Ces questions ont peut-être traversé l’esprit de Bruce Springsteen lorsqu’il écrivait „Border Guard“, inspiré par les agents qui patrouillaient le long de la tristement célèbre frontière américano-mexicaine dans les années 1960 et 1970. „Pity the border guard whose life guards the line“, chante Springsteen sur un ton triste. Les gardes-frontières sont en effet payés pour garder cette ligne. Si l’on prend la frontière du Minett qui longe les territoires français, luxembourgeois et belge, qu’en était-il des gardes-frontières, des agents des douanes dont la tâche était d’empêcher les franchissements illégaux de la frontière?
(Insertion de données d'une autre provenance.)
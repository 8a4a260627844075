use std::fs;
use std::path::Path;

use secrecy::SecretString;

use crate::error::EvalError;

use super::types::EvaluatorConfig;

pub const ENV_LLM_TYPE: &str = "LLM_TYPE";
pub const ENV_OPENAI_API_KEY: &str = "OPENAI_API_KEY";
pub const ENV_OPENAI_MODEL: &str = "OPENAI_MODEL";
pub const ENV_VLLM_API_BASE: &str = "VLLM_API_BASE";
pub const ENV_VLLM_API_KEY: &str = "VLLM_API_KEY";
pub const ENV_VLLM_MODEL: &str = "VLLM_MODEL";

impl EvaluatorConfig {
    /// Defaults overlaid with the process environment.
    pub fn from_env() -> Result<Self, EvalError> {
        let mut config = Self::default();
        config.apply_env_with(|key| std::env::var(key).ok())?;
        Ok(config)
    }

    /// Parses a TOML document; environment values are not consulted.
    pub fn from_toml_str(contents: &str) -> Result<Self, EvalError> {
        Self::parse_toml(contents)
    }

    /// Reads a TOML file, then overlays the process environment.
    ///
    /// A missing file yields the defaults.
    pub fn load(path: &Path) -> Result<Self, EvalError> {
        let mut config = match fs::read_to_string(path) {
            Ok(contents) => Self::parse_toml(&contents)?,
            Err(err) if err.kind() == std::io::ErrorKind::NotFound => {
                log::debug!("config file {} not found, using defaults", path.display());
                Self::default()
            }
            Err(err) => {
                return Err(EvalError::Config(format!(
                    "failed to read {}: {err}",
                    path.display()
                )))
            }
        };
        config.apply_env_with(|key| std::env::var(key).ok())?;
        Ok(config)
    }

    /// Overrides settings with non-empty values returned by `lookup`.
    pub fn apply_env_with<F>(&mut self, lookup: F) -> Result<(), EvalError>
    where
        F: Fn(&str) -> Option<String>,
    {
        let get = |key: &str| lookup(key).filter(|v| !v.trim().is_empty());

        if let Some(kind) = get(ENV_LLM_TYPE) {
            self.llm_type = kind.parse()?;
        }
        if let Some(key) = get(ENV_OPENAI_API_KEY) {
            self.openai_api_key = Some(SecretString::new(key));
        }
        if let Some(model) = get(ENV_OPENAI_MODEL) {
            self.openai_model = model;
        }
        if let Some(base) = get(ENV_VLLM_API_BASE) {
            self.vllm_api_base = base;
        }
        if let Some(key) = get(ENV_VLLM_API_KEY) {
            self.vllm_api_key = Some(SecretString::new(key));
        }
        if let Some(model) = get(ENV_VLLM_MODEL) {
            self.vllm_model = Some(model);
        }
        Ok(())
    }
}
Avant la mise en œuvre de l’Accord de Schengen et du Traité de Maastricht, les postes de contrôle et les bureaux de dédouanement faisaient partie intégrante des frontières intérieures de l’Europe occidentale. Il y avait aussi le service de campagne, constitué par les brigades d’observation ainsi que par les patrouilles mobiles. Ces dernières étaient, quant à elles, composées au Luxembourg de deux agents qui surveillaient activement la frontière à vélo ou, si le terrain ne le permettait pas, à pied. Le tracé géologique du Minett, avec son terrain accidenté et ses forêts, obligeait le service mobile à marcher pendant des kilomètres, qu’il pleuve, qu’il vente ou que la neige recouvre les prés, les usines, les arbres ou les toits d’un blanc immaculé. L’objectif? Repérer toute activité suspecte menée par les contrebandiers, qui profitaient de la différence de prix de certaines marchandises comme le pain, le tabac ou le beurre. Depuis la fin du XIXe siècle, la croissance sans précédent de l’industrie sidérurgique et minière a entraîné l’augmentation de la population urbaine et salariée dans le sud du Luxembourg. Donc des échanges commerciaux transfrontaliers (licites et illicites) ont également accru la charge de travail des douanes.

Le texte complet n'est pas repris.